** Stored data **
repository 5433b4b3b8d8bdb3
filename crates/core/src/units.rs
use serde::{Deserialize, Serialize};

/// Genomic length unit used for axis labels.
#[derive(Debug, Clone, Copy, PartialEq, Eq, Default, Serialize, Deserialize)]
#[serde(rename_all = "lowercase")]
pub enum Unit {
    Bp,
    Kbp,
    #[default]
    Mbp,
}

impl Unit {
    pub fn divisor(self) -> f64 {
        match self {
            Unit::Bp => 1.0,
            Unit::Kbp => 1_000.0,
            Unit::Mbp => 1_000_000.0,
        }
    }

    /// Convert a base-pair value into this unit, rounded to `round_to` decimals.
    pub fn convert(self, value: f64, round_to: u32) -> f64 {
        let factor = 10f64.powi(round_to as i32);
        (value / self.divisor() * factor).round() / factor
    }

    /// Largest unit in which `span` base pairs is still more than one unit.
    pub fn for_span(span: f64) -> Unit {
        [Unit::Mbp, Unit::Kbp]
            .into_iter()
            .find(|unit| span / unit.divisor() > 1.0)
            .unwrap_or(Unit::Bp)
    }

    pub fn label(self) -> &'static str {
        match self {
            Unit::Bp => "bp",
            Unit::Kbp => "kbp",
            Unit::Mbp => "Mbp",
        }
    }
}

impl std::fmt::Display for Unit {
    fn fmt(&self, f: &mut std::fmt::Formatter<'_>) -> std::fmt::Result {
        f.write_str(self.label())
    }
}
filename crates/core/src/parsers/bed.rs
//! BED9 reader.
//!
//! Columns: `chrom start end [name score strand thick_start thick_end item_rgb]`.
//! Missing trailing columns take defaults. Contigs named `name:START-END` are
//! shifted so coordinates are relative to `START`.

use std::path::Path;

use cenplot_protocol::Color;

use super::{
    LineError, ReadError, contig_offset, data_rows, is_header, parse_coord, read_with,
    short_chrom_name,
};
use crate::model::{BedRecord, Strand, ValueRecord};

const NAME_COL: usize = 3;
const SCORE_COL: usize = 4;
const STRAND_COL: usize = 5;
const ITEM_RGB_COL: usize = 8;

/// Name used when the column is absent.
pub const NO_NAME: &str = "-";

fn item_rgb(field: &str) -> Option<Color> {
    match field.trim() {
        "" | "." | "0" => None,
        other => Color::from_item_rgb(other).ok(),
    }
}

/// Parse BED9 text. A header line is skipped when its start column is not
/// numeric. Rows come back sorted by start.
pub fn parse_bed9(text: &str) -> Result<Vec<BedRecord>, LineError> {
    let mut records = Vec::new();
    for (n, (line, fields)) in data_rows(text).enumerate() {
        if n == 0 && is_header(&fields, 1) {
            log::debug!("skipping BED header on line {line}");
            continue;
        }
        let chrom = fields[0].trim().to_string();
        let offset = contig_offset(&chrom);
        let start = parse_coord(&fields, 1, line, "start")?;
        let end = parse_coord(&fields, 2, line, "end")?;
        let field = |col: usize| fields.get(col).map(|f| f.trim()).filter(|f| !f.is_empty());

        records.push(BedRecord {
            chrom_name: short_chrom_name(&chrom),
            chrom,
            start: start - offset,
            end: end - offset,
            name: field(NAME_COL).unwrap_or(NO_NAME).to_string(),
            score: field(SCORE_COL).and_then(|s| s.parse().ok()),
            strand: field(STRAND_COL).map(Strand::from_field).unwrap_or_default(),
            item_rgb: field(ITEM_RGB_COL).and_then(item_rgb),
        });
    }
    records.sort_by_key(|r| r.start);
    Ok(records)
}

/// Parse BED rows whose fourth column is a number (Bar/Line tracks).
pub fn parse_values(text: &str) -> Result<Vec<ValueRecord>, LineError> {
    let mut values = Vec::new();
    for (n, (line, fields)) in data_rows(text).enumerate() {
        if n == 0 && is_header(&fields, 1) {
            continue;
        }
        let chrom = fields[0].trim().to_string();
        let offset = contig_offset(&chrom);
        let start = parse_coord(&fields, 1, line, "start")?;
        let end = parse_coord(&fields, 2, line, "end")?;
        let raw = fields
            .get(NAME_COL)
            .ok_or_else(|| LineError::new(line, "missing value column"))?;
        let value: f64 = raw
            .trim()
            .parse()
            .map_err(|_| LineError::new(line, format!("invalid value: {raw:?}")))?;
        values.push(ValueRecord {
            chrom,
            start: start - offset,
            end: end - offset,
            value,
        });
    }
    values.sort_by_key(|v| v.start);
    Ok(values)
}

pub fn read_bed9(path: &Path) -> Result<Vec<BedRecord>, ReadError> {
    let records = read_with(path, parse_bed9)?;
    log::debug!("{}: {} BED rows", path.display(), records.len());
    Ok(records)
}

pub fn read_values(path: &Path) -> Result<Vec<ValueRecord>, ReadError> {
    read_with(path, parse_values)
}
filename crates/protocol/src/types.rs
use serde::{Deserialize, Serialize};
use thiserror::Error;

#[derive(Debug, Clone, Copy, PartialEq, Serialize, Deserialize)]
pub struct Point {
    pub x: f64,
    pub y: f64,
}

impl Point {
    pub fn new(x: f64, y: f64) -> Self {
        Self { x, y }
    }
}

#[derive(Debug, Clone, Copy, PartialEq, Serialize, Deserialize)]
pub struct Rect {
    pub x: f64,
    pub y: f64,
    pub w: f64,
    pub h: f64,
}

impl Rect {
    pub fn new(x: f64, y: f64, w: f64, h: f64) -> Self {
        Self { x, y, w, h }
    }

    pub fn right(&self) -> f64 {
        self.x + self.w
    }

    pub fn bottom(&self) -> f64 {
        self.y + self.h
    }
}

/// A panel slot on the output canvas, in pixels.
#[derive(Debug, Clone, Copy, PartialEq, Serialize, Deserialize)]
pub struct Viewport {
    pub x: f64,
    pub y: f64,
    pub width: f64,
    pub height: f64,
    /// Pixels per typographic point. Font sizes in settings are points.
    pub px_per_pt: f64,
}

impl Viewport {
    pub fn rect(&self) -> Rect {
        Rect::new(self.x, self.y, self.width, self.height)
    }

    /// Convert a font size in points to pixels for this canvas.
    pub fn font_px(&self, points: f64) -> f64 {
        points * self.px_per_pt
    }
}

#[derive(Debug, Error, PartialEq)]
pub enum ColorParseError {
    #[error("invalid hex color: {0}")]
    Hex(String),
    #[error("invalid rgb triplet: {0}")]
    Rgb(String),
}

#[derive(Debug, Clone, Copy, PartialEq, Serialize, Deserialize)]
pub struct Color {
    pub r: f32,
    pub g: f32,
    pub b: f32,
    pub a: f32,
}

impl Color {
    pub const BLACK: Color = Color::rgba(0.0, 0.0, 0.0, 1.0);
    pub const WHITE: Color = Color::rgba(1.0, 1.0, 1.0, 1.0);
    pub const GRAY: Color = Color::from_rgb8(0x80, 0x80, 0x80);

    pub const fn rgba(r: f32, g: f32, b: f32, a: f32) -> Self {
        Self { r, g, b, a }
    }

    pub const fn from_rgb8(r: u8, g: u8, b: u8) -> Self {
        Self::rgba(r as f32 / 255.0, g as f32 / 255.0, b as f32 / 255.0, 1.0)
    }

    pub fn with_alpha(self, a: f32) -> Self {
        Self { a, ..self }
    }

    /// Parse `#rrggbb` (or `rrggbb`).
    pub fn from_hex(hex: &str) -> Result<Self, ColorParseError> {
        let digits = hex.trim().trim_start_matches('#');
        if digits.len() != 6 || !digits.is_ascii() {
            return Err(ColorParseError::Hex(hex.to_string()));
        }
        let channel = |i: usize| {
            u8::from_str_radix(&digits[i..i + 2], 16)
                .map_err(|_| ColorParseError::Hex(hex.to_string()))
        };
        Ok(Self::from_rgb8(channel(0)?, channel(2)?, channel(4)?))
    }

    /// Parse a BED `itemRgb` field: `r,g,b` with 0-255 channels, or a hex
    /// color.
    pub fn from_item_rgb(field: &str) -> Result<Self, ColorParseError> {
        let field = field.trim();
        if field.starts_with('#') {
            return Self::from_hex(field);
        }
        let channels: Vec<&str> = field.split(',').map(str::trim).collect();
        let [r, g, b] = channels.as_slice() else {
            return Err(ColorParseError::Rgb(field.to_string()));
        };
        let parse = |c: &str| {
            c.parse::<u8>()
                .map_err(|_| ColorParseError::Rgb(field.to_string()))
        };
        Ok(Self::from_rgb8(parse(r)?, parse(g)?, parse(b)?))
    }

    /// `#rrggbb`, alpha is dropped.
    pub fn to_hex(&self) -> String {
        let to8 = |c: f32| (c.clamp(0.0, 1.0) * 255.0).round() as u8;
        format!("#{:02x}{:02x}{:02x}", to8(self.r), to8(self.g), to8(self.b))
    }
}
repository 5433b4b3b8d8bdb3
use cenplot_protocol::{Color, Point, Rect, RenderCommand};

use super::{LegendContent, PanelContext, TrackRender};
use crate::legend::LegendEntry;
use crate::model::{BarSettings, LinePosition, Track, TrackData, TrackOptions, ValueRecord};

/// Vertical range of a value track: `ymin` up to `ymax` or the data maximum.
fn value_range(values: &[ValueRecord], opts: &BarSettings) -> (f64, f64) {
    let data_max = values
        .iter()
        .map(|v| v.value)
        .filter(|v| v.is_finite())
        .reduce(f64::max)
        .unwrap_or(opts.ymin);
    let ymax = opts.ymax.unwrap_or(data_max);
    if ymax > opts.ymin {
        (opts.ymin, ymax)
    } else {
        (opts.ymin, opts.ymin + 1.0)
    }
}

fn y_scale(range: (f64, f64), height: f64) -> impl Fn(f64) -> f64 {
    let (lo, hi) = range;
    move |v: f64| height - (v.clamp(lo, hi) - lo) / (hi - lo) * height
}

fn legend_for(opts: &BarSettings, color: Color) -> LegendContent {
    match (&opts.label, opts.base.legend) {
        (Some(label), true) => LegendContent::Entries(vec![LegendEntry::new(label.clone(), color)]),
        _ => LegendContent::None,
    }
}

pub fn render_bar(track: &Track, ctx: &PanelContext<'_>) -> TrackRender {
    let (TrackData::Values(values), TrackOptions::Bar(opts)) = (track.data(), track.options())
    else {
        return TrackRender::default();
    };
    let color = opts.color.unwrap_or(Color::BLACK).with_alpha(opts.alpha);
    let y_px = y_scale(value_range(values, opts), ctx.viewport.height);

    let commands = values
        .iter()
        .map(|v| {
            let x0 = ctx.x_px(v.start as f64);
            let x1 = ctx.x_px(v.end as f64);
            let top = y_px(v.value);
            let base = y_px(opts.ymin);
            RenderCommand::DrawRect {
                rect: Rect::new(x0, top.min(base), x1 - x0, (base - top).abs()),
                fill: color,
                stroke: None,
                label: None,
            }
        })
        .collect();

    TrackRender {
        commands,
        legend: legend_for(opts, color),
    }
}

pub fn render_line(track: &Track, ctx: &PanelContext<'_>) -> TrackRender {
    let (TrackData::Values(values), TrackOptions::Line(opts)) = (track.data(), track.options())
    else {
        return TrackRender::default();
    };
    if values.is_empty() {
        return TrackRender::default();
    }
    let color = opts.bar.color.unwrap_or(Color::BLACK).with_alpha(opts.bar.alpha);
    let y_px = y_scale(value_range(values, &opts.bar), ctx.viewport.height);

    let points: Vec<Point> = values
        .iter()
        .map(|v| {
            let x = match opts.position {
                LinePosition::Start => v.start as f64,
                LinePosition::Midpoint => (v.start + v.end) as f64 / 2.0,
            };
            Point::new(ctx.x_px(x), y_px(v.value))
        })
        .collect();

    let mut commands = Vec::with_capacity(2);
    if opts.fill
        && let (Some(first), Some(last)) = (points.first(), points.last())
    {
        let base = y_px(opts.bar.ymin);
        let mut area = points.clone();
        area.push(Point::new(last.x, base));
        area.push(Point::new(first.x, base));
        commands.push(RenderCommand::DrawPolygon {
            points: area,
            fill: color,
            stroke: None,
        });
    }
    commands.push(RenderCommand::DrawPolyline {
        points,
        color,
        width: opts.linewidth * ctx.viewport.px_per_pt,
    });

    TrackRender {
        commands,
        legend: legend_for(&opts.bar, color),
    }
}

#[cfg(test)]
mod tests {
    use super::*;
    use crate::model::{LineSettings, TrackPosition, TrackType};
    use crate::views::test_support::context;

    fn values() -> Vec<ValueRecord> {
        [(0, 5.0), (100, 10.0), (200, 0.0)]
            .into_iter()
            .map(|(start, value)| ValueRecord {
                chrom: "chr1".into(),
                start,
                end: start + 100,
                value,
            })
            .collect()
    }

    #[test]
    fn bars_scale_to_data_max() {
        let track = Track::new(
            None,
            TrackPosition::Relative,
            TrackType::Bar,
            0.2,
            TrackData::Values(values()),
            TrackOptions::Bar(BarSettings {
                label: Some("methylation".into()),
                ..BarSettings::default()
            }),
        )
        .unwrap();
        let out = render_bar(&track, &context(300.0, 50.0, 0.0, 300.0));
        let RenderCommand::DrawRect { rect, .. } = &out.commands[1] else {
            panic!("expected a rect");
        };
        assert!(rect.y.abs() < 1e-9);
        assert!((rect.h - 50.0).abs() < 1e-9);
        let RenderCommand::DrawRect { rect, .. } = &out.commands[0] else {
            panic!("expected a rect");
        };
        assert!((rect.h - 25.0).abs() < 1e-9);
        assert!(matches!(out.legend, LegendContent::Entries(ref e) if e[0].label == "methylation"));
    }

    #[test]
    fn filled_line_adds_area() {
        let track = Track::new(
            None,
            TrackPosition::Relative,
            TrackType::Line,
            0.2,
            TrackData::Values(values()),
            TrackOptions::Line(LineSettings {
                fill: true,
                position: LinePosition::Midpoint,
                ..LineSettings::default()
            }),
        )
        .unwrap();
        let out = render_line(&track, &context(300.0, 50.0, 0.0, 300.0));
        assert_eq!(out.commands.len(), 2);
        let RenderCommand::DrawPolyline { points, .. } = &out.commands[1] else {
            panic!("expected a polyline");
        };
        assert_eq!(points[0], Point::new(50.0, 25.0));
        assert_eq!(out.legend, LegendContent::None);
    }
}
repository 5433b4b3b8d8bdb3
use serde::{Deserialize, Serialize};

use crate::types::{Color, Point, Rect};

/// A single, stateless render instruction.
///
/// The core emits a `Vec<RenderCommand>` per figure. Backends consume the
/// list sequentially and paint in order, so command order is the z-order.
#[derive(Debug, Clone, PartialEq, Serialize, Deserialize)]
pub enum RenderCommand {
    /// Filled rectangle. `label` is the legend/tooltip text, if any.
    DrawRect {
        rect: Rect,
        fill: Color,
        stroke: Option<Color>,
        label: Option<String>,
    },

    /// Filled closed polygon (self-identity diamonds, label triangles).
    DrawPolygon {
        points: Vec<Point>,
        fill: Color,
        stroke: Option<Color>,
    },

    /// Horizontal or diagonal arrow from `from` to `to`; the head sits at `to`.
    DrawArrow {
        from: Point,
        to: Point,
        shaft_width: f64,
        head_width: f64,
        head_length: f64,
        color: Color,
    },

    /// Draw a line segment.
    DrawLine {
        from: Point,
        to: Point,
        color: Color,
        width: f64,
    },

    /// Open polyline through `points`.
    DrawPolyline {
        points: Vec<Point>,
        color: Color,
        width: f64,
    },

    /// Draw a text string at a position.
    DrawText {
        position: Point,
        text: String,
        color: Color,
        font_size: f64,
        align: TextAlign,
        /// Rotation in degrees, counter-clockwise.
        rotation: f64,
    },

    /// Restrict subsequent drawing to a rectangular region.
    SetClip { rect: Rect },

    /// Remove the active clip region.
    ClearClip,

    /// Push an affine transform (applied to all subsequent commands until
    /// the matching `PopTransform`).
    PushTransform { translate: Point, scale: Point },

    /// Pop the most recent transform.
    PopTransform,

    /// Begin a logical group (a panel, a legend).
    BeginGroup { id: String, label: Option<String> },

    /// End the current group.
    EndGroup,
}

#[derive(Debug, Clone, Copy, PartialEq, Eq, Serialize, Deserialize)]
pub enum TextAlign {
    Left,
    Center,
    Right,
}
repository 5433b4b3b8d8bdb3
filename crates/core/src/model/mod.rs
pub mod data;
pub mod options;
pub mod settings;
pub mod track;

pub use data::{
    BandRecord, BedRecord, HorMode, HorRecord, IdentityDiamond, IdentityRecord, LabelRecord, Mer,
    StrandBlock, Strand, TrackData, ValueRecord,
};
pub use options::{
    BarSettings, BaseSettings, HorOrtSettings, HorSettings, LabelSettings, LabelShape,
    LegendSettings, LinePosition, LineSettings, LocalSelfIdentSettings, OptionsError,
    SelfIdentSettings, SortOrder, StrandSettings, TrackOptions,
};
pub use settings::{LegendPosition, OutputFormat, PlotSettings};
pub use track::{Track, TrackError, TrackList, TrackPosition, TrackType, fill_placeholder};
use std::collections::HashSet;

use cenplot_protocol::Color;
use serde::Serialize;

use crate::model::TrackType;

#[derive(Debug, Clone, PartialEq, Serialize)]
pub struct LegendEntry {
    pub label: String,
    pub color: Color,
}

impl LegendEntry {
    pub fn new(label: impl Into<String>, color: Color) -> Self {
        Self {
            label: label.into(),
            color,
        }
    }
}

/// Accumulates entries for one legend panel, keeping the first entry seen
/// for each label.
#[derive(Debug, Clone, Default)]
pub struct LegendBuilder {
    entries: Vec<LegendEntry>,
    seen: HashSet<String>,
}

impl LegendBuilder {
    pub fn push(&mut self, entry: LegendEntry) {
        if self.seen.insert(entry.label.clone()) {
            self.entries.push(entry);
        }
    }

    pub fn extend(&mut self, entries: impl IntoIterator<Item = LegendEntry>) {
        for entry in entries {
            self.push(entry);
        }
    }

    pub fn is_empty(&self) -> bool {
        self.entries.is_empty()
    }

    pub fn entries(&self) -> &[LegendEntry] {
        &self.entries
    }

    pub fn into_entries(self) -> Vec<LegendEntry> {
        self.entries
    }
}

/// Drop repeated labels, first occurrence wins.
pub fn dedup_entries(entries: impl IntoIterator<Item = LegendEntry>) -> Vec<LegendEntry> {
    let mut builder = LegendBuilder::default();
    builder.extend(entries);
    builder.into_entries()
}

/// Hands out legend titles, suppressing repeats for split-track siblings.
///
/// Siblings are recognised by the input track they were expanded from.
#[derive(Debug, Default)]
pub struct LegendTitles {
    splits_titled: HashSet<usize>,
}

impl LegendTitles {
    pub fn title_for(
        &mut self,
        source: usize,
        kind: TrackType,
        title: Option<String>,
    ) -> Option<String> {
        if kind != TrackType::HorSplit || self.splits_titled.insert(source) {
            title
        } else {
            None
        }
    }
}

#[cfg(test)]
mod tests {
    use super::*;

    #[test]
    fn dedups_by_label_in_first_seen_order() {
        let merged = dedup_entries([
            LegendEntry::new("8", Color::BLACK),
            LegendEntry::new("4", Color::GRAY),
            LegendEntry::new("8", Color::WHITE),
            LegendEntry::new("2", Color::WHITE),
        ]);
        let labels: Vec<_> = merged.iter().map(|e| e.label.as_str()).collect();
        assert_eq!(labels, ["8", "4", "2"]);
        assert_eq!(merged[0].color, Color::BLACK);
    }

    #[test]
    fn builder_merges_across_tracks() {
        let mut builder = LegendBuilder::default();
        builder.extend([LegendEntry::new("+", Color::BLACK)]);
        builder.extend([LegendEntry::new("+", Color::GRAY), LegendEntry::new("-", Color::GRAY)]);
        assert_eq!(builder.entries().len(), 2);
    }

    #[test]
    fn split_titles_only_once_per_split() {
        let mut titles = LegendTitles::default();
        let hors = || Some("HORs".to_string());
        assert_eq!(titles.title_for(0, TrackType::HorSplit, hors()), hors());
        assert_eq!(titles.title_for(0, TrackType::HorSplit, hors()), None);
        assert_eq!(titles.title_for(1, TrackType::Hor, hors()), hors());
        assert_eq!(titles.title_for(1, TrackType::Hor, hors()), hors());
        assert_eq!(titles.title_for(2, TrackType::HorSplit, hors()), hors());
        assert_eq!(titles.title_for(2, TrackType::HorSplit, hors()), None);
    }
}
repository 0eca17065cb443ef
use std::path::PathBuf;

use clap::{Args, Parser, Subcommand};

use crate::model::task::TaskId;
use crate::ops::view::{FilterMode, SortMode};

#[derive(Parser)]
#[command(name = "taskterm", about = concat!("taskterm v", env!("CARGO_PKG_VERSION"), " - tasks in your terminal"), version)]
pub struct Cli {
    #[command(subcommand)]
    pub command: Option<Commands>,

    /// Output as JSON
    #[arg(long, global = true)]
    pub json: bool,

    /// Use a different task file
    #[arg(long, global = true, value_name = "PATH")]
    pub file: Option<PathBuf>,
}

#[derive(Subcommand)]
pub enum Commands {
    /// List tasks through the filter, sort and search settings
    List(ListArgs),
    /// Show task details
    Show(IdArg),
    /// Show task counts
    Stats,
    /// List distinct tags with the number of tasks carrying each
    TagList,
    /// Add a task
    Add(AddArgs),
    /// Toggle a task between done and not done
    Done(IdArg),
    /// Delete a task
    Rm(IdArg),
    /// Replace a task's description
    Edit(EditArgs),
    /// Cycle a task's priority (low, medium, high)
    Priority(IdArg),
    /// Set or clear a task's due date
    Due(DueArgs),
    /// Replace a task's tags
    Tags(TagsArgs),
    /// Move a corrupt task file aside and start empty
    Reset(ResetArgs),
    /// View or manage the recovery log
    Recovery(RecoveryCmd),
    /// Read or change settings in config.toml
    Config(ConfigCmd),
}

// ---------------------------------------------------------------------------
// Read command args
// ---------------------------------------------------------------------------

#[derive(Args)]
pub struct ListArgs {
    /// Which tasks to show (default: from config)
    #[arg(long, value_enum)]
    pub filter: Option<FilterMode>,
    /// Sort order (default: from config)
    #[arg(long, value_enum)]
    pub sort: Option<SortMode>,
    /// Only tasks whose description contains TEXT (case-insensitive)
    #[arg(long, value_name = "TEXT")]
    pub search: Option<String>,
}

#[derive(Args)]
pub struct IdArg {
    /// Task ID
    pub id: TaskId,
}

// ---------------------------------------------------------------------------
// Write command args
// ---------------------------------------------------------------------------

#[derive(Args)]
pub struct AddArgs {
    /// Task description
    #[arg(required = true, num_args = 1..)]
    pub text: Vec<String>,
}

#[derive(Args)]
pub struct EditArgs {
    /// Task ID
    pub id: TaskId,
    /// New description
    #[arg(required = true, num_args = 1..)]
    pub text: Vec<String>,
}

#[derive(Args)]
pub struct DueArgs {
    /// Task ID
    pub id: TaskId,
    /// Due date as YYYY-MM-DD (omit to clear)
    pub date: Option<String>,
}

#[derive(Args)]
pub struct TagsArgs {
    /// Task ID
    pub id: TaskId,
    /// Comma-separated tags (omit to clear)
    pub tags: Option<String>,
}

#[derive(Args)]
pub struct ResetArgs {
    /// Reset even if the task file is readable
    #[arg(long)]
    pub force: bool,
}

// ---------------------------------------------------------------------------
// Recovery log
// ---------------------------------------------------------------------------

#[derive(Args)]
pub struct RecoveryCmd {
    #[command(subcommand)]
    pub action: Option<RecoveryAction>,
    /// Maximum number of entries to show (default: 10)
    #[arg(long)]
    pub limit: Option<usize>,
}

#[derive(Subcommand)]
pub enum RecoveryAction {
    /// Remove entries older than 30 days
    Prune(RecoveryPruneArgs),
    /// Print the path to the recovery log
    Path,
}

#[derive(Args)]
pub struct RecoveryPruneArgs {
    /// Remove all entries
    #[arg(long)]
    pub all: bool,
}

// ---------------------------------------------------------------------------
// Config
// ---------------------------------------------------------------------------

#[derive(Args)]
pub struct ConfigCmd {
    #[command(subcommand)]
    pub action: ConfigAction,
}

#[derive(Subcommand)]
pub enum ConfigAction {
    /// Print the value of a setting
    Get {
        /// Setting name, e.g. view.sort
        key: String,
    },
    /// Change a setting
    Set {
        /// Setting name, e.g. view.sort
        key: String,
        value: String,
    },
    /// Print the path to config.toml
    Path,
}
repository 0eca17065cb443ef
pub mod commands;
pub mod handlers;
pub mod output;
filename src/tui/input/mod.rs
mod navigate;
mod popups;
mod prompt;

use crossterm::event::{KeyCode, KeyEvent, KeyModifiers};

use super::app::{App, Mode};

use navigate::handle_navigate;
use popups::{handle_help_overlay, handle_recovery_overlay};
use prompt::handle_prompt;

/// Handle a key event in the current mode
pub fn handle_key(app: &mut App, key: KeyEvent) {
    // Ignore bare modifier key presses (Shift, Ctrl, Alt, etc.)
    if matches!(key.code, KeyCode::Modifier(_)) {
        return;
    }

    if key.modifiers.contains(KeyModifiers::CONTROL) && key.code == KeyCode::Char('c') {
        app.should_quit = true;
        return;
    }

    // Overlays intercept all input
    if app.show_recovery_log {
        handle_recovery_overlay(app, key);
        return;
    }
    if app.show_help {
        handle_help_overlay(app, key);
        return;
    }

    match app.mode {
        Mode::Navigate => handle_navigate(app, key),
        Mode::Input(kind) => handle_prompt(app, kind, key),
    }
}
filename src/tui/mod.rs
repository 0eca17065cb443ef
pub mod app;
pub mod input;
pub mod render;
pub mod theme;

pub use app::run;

** Exercise prompt **
What is the number of lines in the records that hold the word "contains"? Answer with that number by itself.

** Solution below **
2